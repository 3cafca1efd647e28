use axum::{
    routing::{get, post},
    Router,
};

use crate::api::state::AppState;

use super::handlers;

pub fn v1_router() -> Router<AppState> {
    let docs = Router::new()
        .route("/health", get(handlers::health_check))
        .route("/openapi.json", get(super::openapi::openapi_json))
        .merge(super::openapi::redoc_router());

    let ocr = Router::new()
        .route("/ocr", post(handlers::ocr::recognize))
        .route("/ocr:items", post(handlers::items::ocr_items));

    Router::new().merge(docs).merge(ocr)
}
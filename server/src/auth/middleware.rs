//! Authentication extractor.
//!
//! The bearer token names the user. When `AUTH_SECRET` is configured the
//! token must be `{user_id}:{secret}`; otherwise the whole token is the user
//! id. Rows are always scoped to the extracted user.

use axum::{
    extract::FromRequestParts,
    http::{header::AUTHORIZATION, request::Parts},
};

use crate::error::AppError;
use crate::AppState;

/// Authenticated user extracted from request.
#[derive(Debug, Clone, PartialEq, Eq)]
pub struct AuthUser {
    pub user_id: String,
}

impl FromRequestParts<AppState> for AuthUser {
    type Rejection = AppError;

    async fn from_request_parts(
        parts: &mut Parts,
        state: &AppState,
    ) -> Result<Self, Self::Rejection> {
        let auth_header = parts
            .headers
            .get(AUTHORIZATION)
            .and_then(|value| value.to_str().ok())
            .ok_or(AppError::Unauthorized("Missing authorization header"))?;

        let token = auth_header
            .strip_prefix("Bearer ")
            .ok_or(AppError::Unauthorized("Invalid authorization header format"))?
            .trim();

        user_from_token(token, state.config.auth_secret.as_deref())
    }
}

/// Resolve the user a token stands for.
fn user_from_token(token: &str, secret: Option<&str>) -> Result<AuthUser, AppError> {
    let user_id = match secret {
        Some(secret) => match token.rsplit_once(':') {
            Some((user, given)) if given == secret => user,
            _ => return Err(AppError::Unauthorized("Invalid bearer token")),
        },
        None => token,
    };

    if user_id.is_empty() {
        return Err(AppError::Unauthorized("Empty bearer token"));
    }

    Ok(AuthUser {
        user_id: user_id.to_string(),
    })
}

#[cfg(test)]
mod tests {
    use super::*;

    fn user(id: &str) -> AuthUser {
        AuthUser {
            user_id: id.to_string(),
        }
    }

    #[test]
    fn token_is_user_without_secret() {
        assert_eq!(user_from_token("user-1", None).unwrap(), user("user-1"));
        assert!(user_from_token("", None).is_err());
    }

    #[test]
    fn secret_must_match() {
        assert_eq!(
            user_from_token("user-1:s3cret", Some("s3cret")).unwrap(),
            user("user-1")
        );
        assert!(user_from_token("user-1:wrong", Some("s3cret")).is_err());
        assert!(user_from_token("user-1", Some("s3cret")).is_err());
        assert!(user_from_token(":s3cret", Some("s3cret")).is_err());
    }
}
===============
§ **Requirement**
Determine how many lines of the entries hold "crate", and reply with that number only.

§ **Answer area**
3